Task goal:
Your task is to copy every line of the entries that contains "TestStatus".

Dataset excerpts:
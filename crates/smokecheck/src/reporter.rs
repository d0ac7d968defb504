//! Reporter - step annotations and evidence attachments.
//!
//! Verifications annotate steps and attach evidence (screenshots on success,
//! text notes on failure) through the [`Reporter`] trait. Two sinks ship
//! with the crate:
//!
//! - [`EvidenceLog`]: in-memory, for assertions in tests
//! - [`DirectoryReporter`]: one file per attachment plus an `evidence.json`
//!   index and an `environment.properties` file
//!
//! Reporting failures are logged by callers and never fail a verification.

use chrono::{DateTime, Utc};
use serde::{Deserialize, Serialize};
use std::collections::BTreeMap;
use std::fmt::Write as _;
use std::path::{Path, PathBuf};
use std::sync::{Mutex, MutexGuard, PoisonError};
use std::time::Duration;
use tracing::info;
use uuid::Uuid;

use crate::result::SmokeResult;

/// File name of the attachment index
pub const INDEX_FILE: &str = "evidence.json";

/// File name of the environment description
pub const ENVIRONMENT_FILE: &str = "environment.properties";

/// Failure mode for scenario execution
///
/// Andon Cord: Stop the line on first failure
/// CollectAll: Run every scenario and report all failures
#[derive(Debug, Clone, Copy, PartialEq, Eq, Default)]
pub enum FailureMode {
    /// Stop on first failed scenario
    AndonCord,
    /// Run everything
    #[default]
    CollectAll,
}

/// Scenario status
#[derive(Debug, Clone, Copy, PartialEq, Eq, Serialize, Deserialize)]
#[serde(rename_all = "lowercase")]
pub enum TestStatus {
    /// Every check held
    Passed,
    /// At least one check failed
    Failed,
    /// Scenario errored before it could finish
    Broken,
}

/// Outcome of one scenario run
#[derive(Debug, Clone, Serialize, Deserialize)]
pub struct ScenarioReport {
    /// Scenario name
    pub name: String,
    /// Final status
    pub status: TestStatus,
    /// Failed check messages, in order
    pub failures: Vec<String>,
    /// Wall-clock duration
    pub duration: Duration,
}

impl ScenarioReport {
    /// Whether the scenario passed
    #[must_use]
    pub fn passed(&self) -> bool {
        self.status == TestStatus::Passed
    }
}

/// Evidence payload
#[derive(Debug, Clone, PartialEq, Eq)]
pub enum Attachment {
    /// PNG screenshot
    Png(Vec<u8>),
    /// Plain text note
    Text(String),
}

impl Attachment {
    /// File extension
    #[must_use]
    pub const fn extension(&self) -> &'static str {
        match self {
            Self::Png(_) => "png",
            Self::Text(_) => "txt",
        }
    }

    /// MIME type
    #[must_use]
    pub const fn mime_type(&self) -> &'static str {
        match self {
            Self::Png(_) => "image/png",
            Self::Text(_) => "text/plain",
        }
    }

    /// Raw bytes
    #[must_use]
    pub fn bytes(&self) -> &[u8] {
        match self {
            Self::Png(data) => data,
            Self::Text(text) => text.as_bytes(),
        }
    }

    /// Whether this is a screenshot
    #[must_use]
    pub const fn is_image(&self) -> bool {
        matches!(self, Self::Png(_))
    }
}

/// Sink for step annotations and evidence
pub trait Reporter: Send + Sync {
    /// Annotate the start of a step
    fn step(&self, label: &str);

    /// Attach a named piece of evidence
    fn attach(&self, name: &str, attachment: Attachment) -> SmokeResult<()>;
}

/// Attachment recorded by [`EvidenceLog`]
#[derive(Debug, Clone, PartialEq, Eq)]
pub struct Evidence {
    /// Attachment name
    pub name: String,
    /// Payload
    pub attachment: Attachment,
}

#[derive(Debug, Default)]
struct LogState {
    steps: Vec<String>,
    evidence: Vec<Evidence>,
}

/// In-memory reporter
#[derive(Debug, Default)]
pub struct EvidenceLog {
    state: Mutex<LogState>,
}

impl EvidenceLog {
    /// Create an empty log
    #[must_use]
    pub fn new() -> Self {
        Self::default()
    }

    fn lock(&self) -> MutexGuard<'_, LogState> {
        self.state.lock().unwrap_or_else(PoisonError::into_inner)
    }

    /// Step labels in order
    #[must_use]
    pub fn steps(&self) -> Vec<String> {
        self.lock().steps.clone()
    }

    /// Attachments in order
    #[must_use]
    pub fn evidence(&self) -> Vec<Evidence> {
        self.lock().evidence.clone()
    }

    /// Attachment names in order
    #[must_use]
    pub fn names(&self) -> Vec<String> {
        self.lock().evidence.iter().map(|e| e.name.clone()).collect()
    }

    /// Attachment by name
    #[must_use]
    pub fn get(&self, name: &str) -> Option<Attachment> {
        self.lock()
            .evidence
            .iter()
            .find(|e| e.name == name)
            .map(|e| e.attachment.clone())
    }

    /// Text of a text attachment
    #[must_use]
    pub fn text(&self, name: &str) -> Option<String> {
        match self.get(name)? {
            Attachment::Text(text) => Some(text),
            Attachment::Png(_) => None,
        }
    }
}

impl Reporter for EvidenceLog {
    fn step(&self, label: &str) {
        self.lock().steps.push(label.to_string());
    }

    fn attach(&self, name: &str, attachment: Attachment) -> SmokeResult<()> {
        self.lock().evidence.push(Evidence {
            name: name.to_string(),
            attachment,
        });
        Ok(())
    }
}

/// Step entry in the index
#[derive(Debug, Clone, Serialize, Deserialize)]
pub struct StepRecord {
    /// Step label
    pub label: String,
    /// When the step started
    pub at: DateTime<Utc>,
}

/// Attachment entry in the index
#[derive(Debug, Clone, Serialize, Deserialize)]
pub struct AttachmentRecord {
    /// Attachment name
    pub name: String,
    /// File name relative to the results directory
    pub file: String,
    /// MIME type
    pub mime_type: String,
    /// Size in bytes
    pub size_bytes: usize,
    /// Step active when the attachment was made
    pub step: Option<String>,
    /// When it was attached
    pub at: DateTime<Utc>,
}

/// Contents of `evidence.json`
#[derive(Debug, Clone, Serialize, Deserialize)]
pub struct EvidenceIndex {
    /// Run identifier
    pub run_id: Uuid,
    /// Run start
    pub started_at: DateTime<Utc>,
    /// Steps in order
    pub steps: Vec<StepRecord>,
    /// Attachments in order
    pub attachments: Vec<AttachmentRecord>,
}

/// Reporter writing evidence files into a results directory
#[derive(Debug)]
pub struct DirectoryReporter {
    dir: PathBuf,
    index: Mutex<EvidenceIndex>,
}

impl DirectoryReporter {
    /// Create the directory (if needed) and start a run
    pub fn create(dir: impl Into<PathBuf>) -> SmokeResult<Self> {
        let dir = dir.into();
        std::fs::create_dir_all(&dir)?;
        let reporter = Self {
            dir,
            index: Mutex::new(EvidenceIndex {
                run_id: Uuid::new_v4(),
                started_at: Utc::now(),
                steps: Vec::new(),
                attachments: Vec::new(),
            }),
        };
        reporter.flush()?;
        Ok(reporter)
    }

    fn lock(&self) -> MutexGuard<'_, EvidenceIndex> {
        self.index.lock().unwrap_or_else(PoisonError::into_inner)
    }

    /// Results directory
    #[must_use]
    pub fn dir(&self) -> &Path {
        &self.dir
    }

    /// Run identifier
    #[must_use]
    pub fn run_id(&self) -> Uuid {
        self.lock().run_id
    }

    /// Snapshot of the index
    #[must_use]
    pub fn index(&self) -> EvidenceIndex {
        self.lock().clone()
    }

    /// Rewrite `evidence.json`
    pub fn flush(&self) -> SmokeResult<()> {
        let json = serde_json::to_string_pretty(&*self.lock())?;
        std::fs::write(self.dir.join(INDEX_FILE), json)?;
        Ok(())
    }

    /// Write `environment.properties` as sorted `key=value` lines
    pub fn write_environment(&self, properties: &BTreeMap<String, String>) -> SmokeResult<PathBuf> {
        let mut out = String::new();
        for (key, value) in properties {
            let _ = writeln!(out, "{key}={}", value.replace('\n', " "));
        }
        let path = self.dir.join(ENVIRONMENT_FILE);
        std::fs::write(&path, out)?;
        Ok(path)
    }
}

/// Lowercase, keep alphanumerics, map everything else to `_`
fn file_stem(name: &str) -> String {
    let stem: String = name
        .chars()
        .map(|c| if c.is_alphanumeric() { c.to_ascii_lowercase() } else { '_' })
        .collect();
    if stem.is_empty() {
        "attachment".to_string()
    } else {
        stem
    }
}

impl Reporter for DirectoryReporter {
    fn step(&self, label: &str) {
        info!(step = label, "step");
        self.lock().steps.push(StepRecord {
            label: label.to_string(),
            at: Utc::now(),
        });
    }

    fn attach(&self, name: &str, attachment: Attachment) -> SmokeResult<()> {
        let file = {
            let mut index = self.lock();
            let file = format!(
                "{:03}-{}.{}",
                index.attachments.len() + 1,
                file_stem(name),
                attachment.extension()
            );
            let step = index.steps.last().map(|s| s.label.clone());
            index.attachments.push(AttachmentRecord {
                name: name.to_string(),
                file: file.clone(),
                mime_type: attachment.mime_type().to_string(),
                size_bytes: attachment.bytes().len(),
                step,
                at: Utc::now(),
            });
            file
        };
        std::fs::write(self.dir.join(&file), attachment.bytes())?;
        self.flush()
    }
}

#[cfg(test)]
#[allow(clippy::unwrap_used)]
mod tests {
    use super::*;
    use tempfile::TempDir;

    mod evidence_log_tests {
        use super::*;

        #[test]
        fn test_records_steps_and_attachments() {
            let log = EvidenceLog::new();
            log.step("Verify header");
            log.attach("header", Attachment::Png(vec![1, 2])).unwrap();
            log.attach("missing_tab_news", Attachment::Text("absent".into()))
                .unwrap();
            assert_eq!(log.steps(), vec!["Verify header".to_string()]);
            assert_eq!(log.names(), vec!["header", "missing_tab_news"]);
            assert!(log.get("header").unwrap().is_image());
            assert_eq!(log.text("missing_tab_news").as_deref(), Some("absent"));
            assert!(log.text("header").is_none());
        }
    }

    mod directory_reporter_tests {
        use super::*;

        #[test]
        fn test_writes_files_and_index() {
            let tmp = TempDir::new().unwrap();
            let reporter = DirectoryReporter::create(tmp.path().join("results")).unwrap();
            reporter.step("Open login modal");
            reporter
                .attach("login modal opened", Attachment::Png(b"png".to_vec()))
                .unwrap();
            reporter
                .attach("email_input_not_visible", Attachment::Text("no".into()))
                .unwrap();

            let dir = reporter.dir().to_path_buf();
            assert!(dir.join("001-login_modal_opened.png").exists());
            assert_eq!(
                std::fs::read_to_string(dir.join("002-email_input_not_visible.txt")).unwrap(),
                "no"
            );

            let json = std::fs::read_to_string(dir.join(INDEX_FILE)).unwrap();
            let index: EvidenceIndex = serde_json::from_str(&json).unwrap();
            assert_eq!(index.run_id, reporter.run_id());
            assert_eq!(index.steps.len(), 1);
            assert_eq!(index.attachments.len(), 2);
            assert_eq!(index.attachments[0].mime_type, "image/png");
            assert_eq!(index.attachments[1].step.as_deref(), Some("Open login modal"));
        }

        #[test]
        fn test_environment_properties() {
            let tmp = TempDir::new().unwrap();
            let reporter = DirectoryReporter::create(tmp.path()).unwrap();
            let mut props = BTreeMap::new();
            props.insert("Browser".to_string(), "Chromium".to_string());
            props.insert("Base.URL".to_string(), "https://habr.com".to_string());
            let path = reporter.write_environment(&props).unwrap();
            let text = std::fs::read_to_string(path).unwrap();
            assert_eq!(text, "Base.URL=https://habr.com\nBrowser=Chromium\n");
        }

        #[test]
        fn test_file_stem() {
            assert_eq!(file_stem("Social GitHub"), "social_github");
            assert_eq!(file_stem(""), "attachment");
            assert_eq!(file_stem("вход"), "вход");
        }
    }
}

Solution to this exercise:
pub enum TestStatus {
    pub status: TestStatus,
        self.status == TestStatus::Passed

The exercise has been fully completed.